Are private market investments liquid?

Last reviewed 2026-06-22 by mystocks.africa Editorial

Direct answer

Private market investments are generally not liquid. Unlike listed stocks, they usually do not trade continuously on a public exchange. Investors may need to wait for an IPO, acquisition, redemption window, maturity date or approved secondary sale before exiting.

Why liquidity is limited

Private market securities often have contractual transfer restrictions, fewer buyers, less frequent valuation updates and limited public information. This makes exits slower and less predictable than selling listed shares.

Common exit paths

Potential exits may include company buybacks, secondary sales, scheduled redemptions, debt maturity, acquisition events or an eventual public listing.
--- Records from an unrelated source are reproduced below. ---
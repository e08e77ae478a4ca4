//! Tile coordinate types.

use std::fmt;
use std::str::FromStr;

use nalgebra::Vector3;

use crate::error::InvalidPointError;

/// A discrete tile coordinate, 2D or 3D.
///
/// A point without `z` is a 2D tile. When either operand of a binary
/// operation carries `z`, the operation runs with 3D semantics and a
/// missing `z` reads as 0.
///
/// `GridPoint` is also the canonical hashable tile key: `(1, 2)` and
/// `(1, 2, 0)` are different keys, the same way the strings `"1,2"` and
/// `"1,2,0"` are different.
///
/// # Example
///
/// ```
/// use grid_spatial::GridPoint;
///
/// let flat = GridPoint::new(1, 2);
/// let raised = GridPoint::new_3d(1, 2, 0);
///
/// assert!(!flat.is_3d());
/// assert_ne!(flat, raised);
/// assert!(flat.same_tile(raised));
/// assert_eq!(flat.to_string(), "1,2");
/// ```
#[derive(Debug, Clone, Copy, PartialEq, Eq, Hash, Default, PartialOrd, Ord)]
#[cfg_attr(feature = "serde", derive(serde::Serialize, serde::Deserialize))]
pub struct GridPoint {
    /// Column index.
    pub x: i32,
    /// Row index.
    pub y: i32,
    /// Elevation index, absent for 2D tiles.
    #[cfg_attr(feature = "serde", serde(default, skip_serializing_if = "Option::is_none"))]
    pub z: Option<i32>,
}

impl GridPoint {
    /// Creates a 2D point.
    #[must_use]
    pub const fn new(x: i32, y: i32) -> Self {
        Self { x, y, z: None }
    }

    /// Creates a 3D point.
    #[must_use]
    pub const fn new_3d(x: i32, y: i32, z: i32) -> Self {
        Self { x, y, z: Some(z) }
    }

    /// The 2D origin `(0, 0)`.
    #[must_use]
    pub const fn origin() -> Self {
        Self::new(0, 0)
    }

    /// Converts floating-point coordinates into a tile point.
    ///
    /// This is the validation boundary for coordinates that arrive as
    /// numbers from outside the engine.
    ///
    /// # Errors
    ///
    /// Returns [`InvalidPointError`] if any coordinate is NaN or infinite,
    /// has a fractional part, or does not fit in an `i32`.
    ///
    /// # Example
    ///
    /// ```
    /// use grid_spatial::GridPoint;
    ///
    /// let p = GridPoint::from_f64(3.0, -4.0, Some(1.0)).unwrap();
    /// assert_eq!(p, GridPoint::new_3d(3, -4, 1));
    ///
    /// assert!(GridPoint::from_f64(0.5, 0.0, None).is_err());
    /// ```
    pub fn from_f64(x: f64, y: f64, z: Option<f64>) -> Result<Self, InvalidPointError> {
        let x = tile_index('x', x)?;
        let y = tile_index('y', y)?;
        let z = z.map(|value| tile_index('z', value)).transpose()?;
        Ok(Self { x, y, z })
    }

    /// Returns `true` if the point carries an elevation.
    #[must_use]
    pub const fn is_3d(self) -> bool {
        self.z.is_some()
    }

    /// Elevation, reading a missing `z` as 0.
    #[must_use]
    pub const fn z_or_zero(self) -> i32 {
        match self.z {
            Some(z) => z,
            None => 0,
        }
    }

    /// Returns this point with the given elevation.
    #[must_use]
    pub const fn with_z(self, z: Option<i32>) -> Self {
        Self { z, ..self }
    }

    /// Coordinate-wise equality, reading a missing `z` as 0.
    ///
    /// Unlike `==`, `(1, 2)` and `(1, 2, 0)` are the same tile here.
    #[must_use]
    pub const fn same_tile(self, other: Self) -> bool {
        self.x == other.x && self.y == other.y && self.z_or_zero() == other.z_or_zero()
    }

    /// Returns the coordinate as `[x, y, z]` with a missing `z` as 0.
    #[must_use]
    pub const fn as_array(self) -> [i32; 3] {
        [self.x, self.y, self.z_or_zero()]
    }

    /// Converts to a floating-point vector, missing `z` as 0.
    #[must_use]
    pub fn to_vector(self) -> Vector3<f64> {
        Vector3::new(
            f64::from(self.x),
            f64::from(self.y),
            f64::from(self.z_or_zero()),
        )
    }

    /// Offsets the point. The result is 3D if `self` is 3D or `dz` is non-zero.
    #[must_use]
    pub const fn offset(self, dx: i32, dy: i32, dz: i32) -> Self {
        let z = match self.z {
            Some(z) => Some(z.wrapping_add(dz)),
            None if dz != 0 => Some(dz),
            None => None,
        };
        Self {
            x: self.x.wrapping_add(dx),
            y: self.y.wrapping_add(dy),
            z,
        }
    }

    /// Returns the 8 planar neighbours, keeping this point's elevation.
    ///
    /// # Example
    ///
    /// ```
    /// use grid_spatial::GridPoint;
    ///
    /// let neighbors = GridPoint::new(0, 0).planar_neighbors();
    /// assert_eq!(neighbors.len(), 8);
    /// assert!(neighbors.contains(&GridPoint::new(1, 1)));
    /// ```
    #[must_use]
    pub fn planar_neighbors(self) -> [Self; 8] {
        let mut result = [self; 8];
        let mut idx = 0;

        for dx in -1i32..=1 {
            for dy in -1i32..=1 {
                if dx == 0 && dy == 0 {
                    continue;
                }
                result[idx] = Self {
                    x: self.x.wrapping_add(dx),
                    y: self.y.wrapping_add(dy),
                    z: self.z,
                };
                idx += 1;
            }
        }

        result
    }

    /// Returns all 26 neighbours in 3D. Every neighbour carries `z`.
    ///
    /// # Example
    ///
    /// ```
    /// use grid_spatial::GridPoint;
    ///
    /// let neighbors = GridPoint::new(0, 0).all_neighbors();
    /// assert_eq!(neighbors.len(), 26);
    /// assert!(neighbors.iter().all(|n| n.is_3d()));
    /// ```
    #[must_use]
    pub fn all_neighbors(self) -> [Self; 26] {
        let base = self.z_or_zero();
        let mut result = [Self::new_3d(self.x, self.y, base); 26];
        let mut idx = 0;

        for dx in -1i32..=1 {
            for dy in -1i32..=1 {
                for dz in -1i32..=1 {
                    if dx == 0 && dy == 0 && dz == 0 {
                        continue;
                    }
                    result[idx] = Self::new_3d(
                        self.x.wrapping_add(dx),
                        self.y.wrapping_add(dy),
                        base.wrapping_add(dz),
                    );
                    idx += 1;
                }
            }
        }

        result
    }

    /// Number of axes that differ between two points (missing `z` as 0).
    #[must_use]
    pub fn axes_changed(self, other: Self) -> usize {
        let [ax, ay, az] = self.as_array();
        let [bx, by, bz] = other.as_array();
        usize::from(ax != bx) + usize::from(ay != by) + usize::from(az != bz)
    }

    /// Returns `true` if `other` is one grid step away (8- or 26-connected).
    #[must_use]
    pub fn is_adjacent(self, other: Self) -> bool {
        let [ax, ay, az] = self.as_array();
        let [bx, by, bz] = other.as_array();
        let (dx, dy, dz) = (ax.abs_diff(bx), ay.abs_diff(by), az.abs_diff(bz));
        dx.max(dy).max(dz) == 1
    }
}

fn tile_index(axis: char, value: f64) -> Result<i32, InvalidPointError> {
    if !value.is_finite() {
        return Err(InvalidPointError::NonFinite { axis, value });
    }
    if value.fract() != 0.0 {
        return Err(InvalidPointError::Fractional { axis, value });
    }
    if value < f64::from(i32::MIN) || value > f64::from(i32::MAX) {
        return Err(InvalidPointError::Overflow { axis, value });
    }
    #[allow(clippy::cast_possible_truncation)]
    let index = value as i32;
    Ok(index)
}

impl fmt::Display for GridPoint {
    fn fmt(&self, f: &mut fmt::Formatter<'_>) -> fmt::Result {
        match self.z {
            Some(z) => write!(f, "{},{},{}", self.x, self.y, z),
            None => write!(f, "{},{}", self.x, self.y),
        }
    }
}

impl FromStr for GridPoint {
    type Err = InvalidPointError;

    /// Parses the legacy `"x,y"` / `"x,y,z"` key form.
    fn from_str(s: &str) -> Result<Self, Self::Err> {
        let invalid = || InvalidPointError::InvalidKey(s.to_string());
        let parts = s
            .split(',')
            .map(|part| part.trim().parse::<i32>().map_err(|_| invalid()))
            .collect::<Result<Vec<_>, _>>()?;

        match parts.as_slice() {
            [x, y] => Ok(Self::new(*x, *y)),
            [x, y, z] => Ok(Self::new_3d(*x, *y, *z)),
            _ => Err(invalid()),
        }
    }
}

impl TryFrom<[f64; 2]> for GridPoint {
    type Error = InvalidPointError;

    fn try_from([x, y]: [f64; 2]) -> Result<Self, Self::Error> {
        Self::from_f64(x, y, None)
    }
}

impl TryFrom<[f64; 3]> for GridPoint {
    type Error = InvalidPointError;

    fn try_from([x, y, z]: [f64; 3]) -> Result<Self, Self::Error> {
        Self::from_f64(x, y, Some(z))
    }
}

impl From<(i32, i32)> for GridPoint {
    fn from((x, y): (i32, i32)) -> Self {
        Self::new(x, y)
    }
}

impl From<(i32, i32, i32)> for GridPoint {
    fn from((x, y, z): (i32, i32, i32)) -> Self {
        Self::new_3d(x, y, z)
    }
}

impl std::ops::Add for GridPoint {
    type Output = Self;

    fn add(self, other: Self) -> Self {
        let z = match (self.z, other.z) {
            (None, None) => None,
            _ => Some(self.z_or_zero().wrapping_add(other.z_or_zero())),
        };
        Self {
            x: self.x.wrapping_add(other.x),
            y: self.y.wrapping_add(other.y),
            z,
        }
    }
}

impl std::ops::Sub for GridPoint {
    type Output = Self;

    fn sub(self, other: Self) -> Self {
        let z = match (self.z, other.z) {
            (None, None) => None,
            _ => Some(self.z_or_zero().wrapping_sub(other.z_or_zero())),
        };
        Self {
            x: self.x.wrapping_sub(other.x),
            y: self.y.wrapping_sub(other.y),
            z,
        }
    }
}
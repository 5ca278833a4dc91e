use anyhow::Result;
use schemars::JsonSchema;
use serde::{Deserialize, Deserializer, Serialize};

pub const COMMAND_API_VERSION: u32 = 1;

/// Commands a chat front-end can forward. Aliases accept the bot's slash names.
#[derive(Debug, Serialize, Deserialize, Clone, Copy, PartialEq, Eq, JsonSchema)]
#[serde(rename_all = "snake_case")]
pub enum FilterCommand {
    #[serde(alias = "filters", alias = "filter")]
    Add,
    AddOne,
    List,
    Page,
    Search,
    Stop,
    Restart,
    Count,
    /// Welcome message sent on `/start`.
    Start,
    Help,
}

impl FilterCommand {
    #[must_use]
    pub const fn as_str(self) -> &'static str {
        match self {
            Self::Add => "add",
            Self::AddOne => "add_one",
            Self::List => "list",
            Self::Page => "page",
            Self::Search => "search",
            Self::Stop => "stop",
            Self::Restart => "restart",
            Self::Count => "count",
            Self::Start => "start",
            Self::Help => "help",
        }
    }
}

#[derive(Debug, Serialize, Deserialize, Clone, PartialEq, Eq, JsonSchema)]
pub struct CommandRequest {
    /// Chat identifier; JSON integers (Telegram ids) are accepted too.
    #[serde(deserialize_with = "string_or_integer")]
    #[schemars(with = "String")]
    pub chat_id: String,
    pub command: FilterCommand,
    #[serde(default)]
    pub args: String,
    /// One-based page number for `page`.
    #[serde(default, skip_serializing_if = "Option::is_none")]
    pub page: Option<i64>,
}

fn string_or_integer<'de, D>(deserializer: D) -> std::result::Result<String, D::Error>
where
    D: Deserializer<'de>,
{
    match serde_json::Value::deserialize(deserializer)? {
        serde_json::Value::String(s) => Ok(s),
        serde_json::Value::Number(n) if n.is_i64() || n.is_u64() => Ok(n.to_string()),
        other => Err(serde::de::Error::custom(format!(
            "chat_id must be a string or an integer, got {other}"
        ))),
    }
}

#[derive(Debug, Serialize, Deserialize, Clone, Copy, PartialEq, Eq, JsonSchema)]
#[serde(rename_all = "snake_case")]
pub enum CommandStatus {
    Ok,
    Error,
}

#[derive(Debug, Serialize, Deserialize, Clone, PartialEq, Eq, JsonSchema)]
pub struct ErrorEnvelope {
    pub code: String,
    pub message: String,
    #[serde(default, skip_serializing_if = "Option::is_none")]
    pub hint: Option<String>,
}

#[derive(Debug, Serialize, Deserialize, Clone, PartialEq, JsonSchema)]
pub struct CommandResponse {
    pub status: CommandStatus,
    /// Ready-to-send chat text.
    pub text: String,
    #[serde(default)]
    pub data: serde_json::Value,
    #[serde(default, skip_serializing_if = "Option::is_none")]
    pub error: Option<ErrorEnvelope>,
}

impl CommandResponse {
    #[must_use]
    pub fn ok(text: impl Into<String>, data: serde_json::Value) -> Self {
        Self {
            status: CommandStatus::Ok,
            text: text.into(),
            data,
            error: None,
        }
    }

    #[must_use]
    pub fn error(
        code: impl Into<String>,
        text: impl Into<String>,
        message: impl Into<String>,
        hint: Option<String>,
    ) -> Self {
        Self {
            status: CommandStatus::Error,
            text: text.into(),
            data: serde_json::Value::Null,
            error: Some(ErrorEnvelope {
                code: code.into(),
                message: message.into(),
                hint,
            }),
        }
    }

    #[must_use]
    pub fn is_ok(&self) -> bool {
        self.status == CommandStatus::Ok
    }
}

/// Read-only snapshot served on `GET /health`.
#[derive(Debug, Serialize, Deserialize, Clone, PartialEq, Eq, JsonSchema)]
pub struct HealthReport {
    pub status: String,
    pub version: String,
    pub api_version: u32,
    pub backend: String,
    pub partition: String,
    pub order: String,
    pub location: String,
    #[serde(skip_serializing_if = "Option::is_none")]
    pub scopes: Option<usize>,
    #[serde(skip_serializing_if = "Option::is_none")]
    pub labels: Option<usize>,
    #[serde(skip_serializing_if = "Option::is_none")]
    pub failure_reason: Option<String>,
    pub write_lock_wait_ms_last: u64,
    pub write_lock_wait_ms_max: u64,
}

pub fn serialize_json<T: Serialize>(value: &T) -> Result<String> {
    serde_json::to_string(value).map_err(Into::into)
}
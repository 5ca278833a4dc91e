use crate::render;
use anime_filters_engine::{FilterEngine, FilterError};
use anime_filters_protocol::{CommandRequest, CommandResponse, FilterCommand};
use serde::Serialize;
use serde_json::{json, Value};

/// Turns [`CommandRequest`]s into chat-ready [`CommandResponse`]s.
///
/// User-facing outcomes (empty list, stopped filters, missing input) are
/// `status: ok` with `data.kind` set to the error code; only storage failures
/// produce an error envelope.
#[derive(Clone)]
pub struct CommandHandler {
    engine: FilterEngine,
    batch_add: bool,
}

impl CommandHandler {
    pub fn new(engine: FilterEngine, batch_add: bool) -> Self {
        Self { engine, batch_add }
    }

    #[must_use]
    pub fn engine(&self) -> &FilterEngine {
        &self.engine
    }

    pub async fn execute(&self, request: CommandRequest) -> CommandResponse {
        log::debug!(
            "command {} chat={} args={:?}",
            request.command.as_str(),
            request.chat_id,
            request.args
        );
        let result = self.run(&request).await;
        match result {
            Ok(response) => response,
            Err(err) => failure_response(&err),
        }
    }

    async fn run(&self, request: &CommandRequest) -> Result<CommandResponse, FilterError> {
        let chat = request.chat_id.as_str();
        let args = request.args.as_str();

        let response = match request.command {
            FilterCommand::Add if self.batch_add => {
                let result = self.engine.add_batch(chat, args).await?;
                CommandResponse::ok(render::batch(&result), to_data(&result))
            }
            FilterCommand::Add | FilterCommand::AddOne => {
                let result = self.engine.add_one(chat, args).await?;
                CommandResponse::ok(render::added(&result), to_data(&result))
            }
            FilterCommand::List => {
                let result = self.engine.list(chat).await?;
                CommandResponse::ok(render::list(&result), to_data(&result))
            }
            FilterCommand::Page => {
                let page = self
                    .engine
                    .list_page(chat, page_index(request.page, args))
                    .await?;
                CommandResponse::ok(render::page(&page), to_data(&page))
            }
            FilterCommand::Search => {
                let matches = self.engine.search(chat, args).await?;
                let query = args.trim();
                CommandResponse::ok(
                    render::search(query, &matches),
                    json!({ "query": query, "matches": matches }),
                )
            }
            FilterCommand::Stop => {
                self.engine.set_active(chat, false).await?;
                CommandResponse::ok(render::STOPPED, json!({ "active": false }))
            }
            FilterCommand::Restart => {
                self.engine.set_active(chat, true).await?;
                CommandResponse::ok(render::RESTARTED, json!({ "active": true }))
            }
            FilterCommand::Count => {
                let count = self.engine.count(chat).await;
                CommandResponse::ok(render::count(count), json!({ "count": count }))
            }
            FilterCommand::Start => CommandResponse::ok(render::WELCOME, Value::Null),
            FilterCommand::Help => CommandResponse::ok(render::HELP, Value::Null),
        };
        Ok(response)
    }
}

/// One-based page number from the request field, else from the text, else 1.
fn page_index(page: Option<i64>, args: &str) -> i64 {
    let number = page
        .or_else(|| args.trim().parse().ok())
        .unwrap_or(1);
    number.saturating_sub(1)
}

fn to_data<T: Serialize>(value: &T) -> Value {
    serde_json::to_value(value).unwrap_or_default()
}

fn failure_response(err: &FilterError) -> CommandResponse {
    match err {
        FilterError::StorageUnavailable(source) => {
            log::error!("storage unavailable: {source}");
            CommandResponse::error(
                err.code(),
                render::error(err),
                err.to_string(),
                Some("Check that the data file or database is writable.".to_string()),
            )
        }
        _ => CommandResponse::ok(render::error(err), json!({ "kind": err.code() })),
    }
}

#[cfg(test)]
mod tests {
    use super::*;
    use anime_filters_engine::EngineConfig;
    use anime_filters_protocol::CommandStatus;
    use anime_filters_store::{open_store, StoreConfig};
    use pretty_assertions::assert_eq;
    use tempfile::TempDir;

    async fn handler(tmp: &TempDir, batch_add: bool) -> CommandHandler {
        let config = StoreConfig {
            path: Some(tmp.path().join("anime_data.json")),
            ..StoreConfig::default()
        };
        let store = open_store(&config).await.unwrap();
        CommandHandler::new(FilterEngine::new(store, EngineConfig { page_size: 2 }), batch_add)
    }

    fn request(command: FilterCommand, args: &str) -> CommandRequest {
        CommandRequest {
            chat_id: "-100".to_string(),
            command,
            args: args.to_string(),
            page: None,
        }
    }

    #[test]
    fn page_numbers_are_one_based() {
        assert_eq!(page_index(None, ""), 0);
        assert_eq!(page_index(None, " 3 "), 2);
        assert_eq!(page_index(Some(2), "7"), 1);
        assert_eq!(page_index(None, "next"), 0);
        assert_eq!(page_index(Some(0), ""), -1);
    }

    #[tokio::test]
    async fn add_then_list() {
        let tmp = TempDir::new().unwrap();
        let handler = handler(&tmp, true).await;

        let added = handler
            .execute(request(FilterCommand::Add, "Naruto, Bleach"))
            .await;
        assert!(added.is_ok());
        assert_eq!(added.data["added_count"], 2);

        let listed = handler.execute(request(FilterCommand::List, "")).await;
        assert_eq!(listed.data["labels"], json!(["Naruto", "Bleach"]));
        assert!(listed.text.contains("• Bleach"));
    }

    #[tokio::test]
    async fn single_add_mode_keeps_commas() {
        let tmp = TempDir::new().unwrap();
        let handler = handler(&tmp, false).await;

        let added = handler
            .execute(request(FilterCommand::Add, "Love, Chunibyo & Other Delusions"))
            .await;
        assert_eq!(added.data["label"], "Love, Chunibyo & Other Delusions");
        assert_eq!(added.data["current_total"], 1);
    }

    #[tokio::test]
    async fn user_errors_are_ok_with_kind() {
        let tmp = TempDir::new().unwrap();
        let handler = handler(&tmp, true).await;

        let empty = handler.execute(request(FilterCommand::List, "")).await;
        assert_eq!(empty.status, CommandStatus::Ok);
        assert_eq!(empty.data["kind"], "empty");
        assert_eq!(empty.text, render::EMPTY);

        let usage = handler.execute(request(FilterCommand::Add, "  ")).await;
        assert_eq!(usage.data["kind"], "empty_input");

        let no_query = handler.execute(request(FilterCommand::Search, "")).await;
        assert_eq!(no_query.data["kind"], "empty_query");
    }

    #[tokio::test]
    async fn stop_gates_list_and_page_but_not_search() {
        let tmp = TempDir::new().unwrap();
        let handler = handler(&tmp, true).await;
        handler
            .execute(request(FilterCommand::Add, "Naruto, Bleach, Berserk"))
            .await;

        let stopped = handler.execute(request(FilterCommand::Stop, "")).await;
        assert_eq!(stopped.text, render::STOPPED);
        assert_eq!(
            handler.execute(request(FilterCommand::List, "")).await.data["kind"],
            "inactive"
        );
        assert_eq!(
            handler.execute(request(FilterCommand::Page, "1")).await.data["kind"],
            "inactive"
        );
        let found = handler.execute(request(FilterCommand::Search, "Ber")).await;
        assert_eq!(found.data["matches"], json!(["Berserk"]));

        handler.execute(request(FilterCommand::Restart, "")).await;
        let mut page_two = request(FilterCommand::Page, "");
        page_two.page = Some(2);
        let page = handler.execute(page_two).await;
        assert_eq!(page.data["items"], json!(["Berserk"]));
        assert_eq!(page.data["total_pages"], 2);
        assert!(page.text.contains("Page 2 of 2"));
    }

    #[tokio::test]
    async fn count_help_and_welcome() {
        let tmp = TempDir::new().unwrap();
        let handler = handler(&tmp, true).await;
        handler.execute(request(FilterCommand::AddOne, "Monster")).await;

        let count = handler.execute(request(FilterCommand::Count, "")).await;
        assert_eq!(count.data["count"], 1);
        assert_eq!(count.text, "📊 Total anime: 1");

        let help = handler.execute(request(FilterCommand::Help, "")).await;
        assert_eq!(help.text, render::HELP);
        assert_eq!(help.data, Value::Null);

        let welcome = handler.execute(request(FilterCommand::Start, "")).await;
        assert!(welcome.is_ok());
        assert_eq!(welcome.text, render::WELCOME);
    }

    #[tokio::test]
    async fn storage_failures_become_error_envelopes() {
        let tmp = TempDir::new().unwrap();
        let handler = handler(&tmp, true).await;
        // A directory in place of the data file makes every read and write fail.
        std::fs::create_dir(tmp.path().join("anime_data.json")).unwrap();

        let response = handler.execute(request(FilterCommand::Add, "Naruto")).await;
        assert_eq!(response.status, CommandStatus::Error);
        assert_eq!(response.text, render::STORAGE_UNAVAILABLE);
        assert_eq!(response.error.unwrap().code, "storage_unavailable");

        let listed = handler.execute(request(FilterCommand::List, "")).await;
        assert_eq!(listed.data["kind"], "empty");
    }
}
Each deal should state its expected exit mechanics and limitations.

Key points

  • Private market investments may have multi-year holding periods.
  • Exit availability depends on the deal terms and buyer demand.
  • Investors should not commit capital they may need quickly.

Important caveats

  • A stated target exit date is not a guarantee.
  • Secondary sale prices may differ materially from reported valuations.

Frequently asked questions

Can I sell a private market investment anytime?

Usually no. Transfers may require platform, issuer or regulatory approval, and there may be no active buyer.

Are private credit investments more liquid?

Not necessarily. Private credit may have scheduled repayments or maturities, but early exits can still be limited.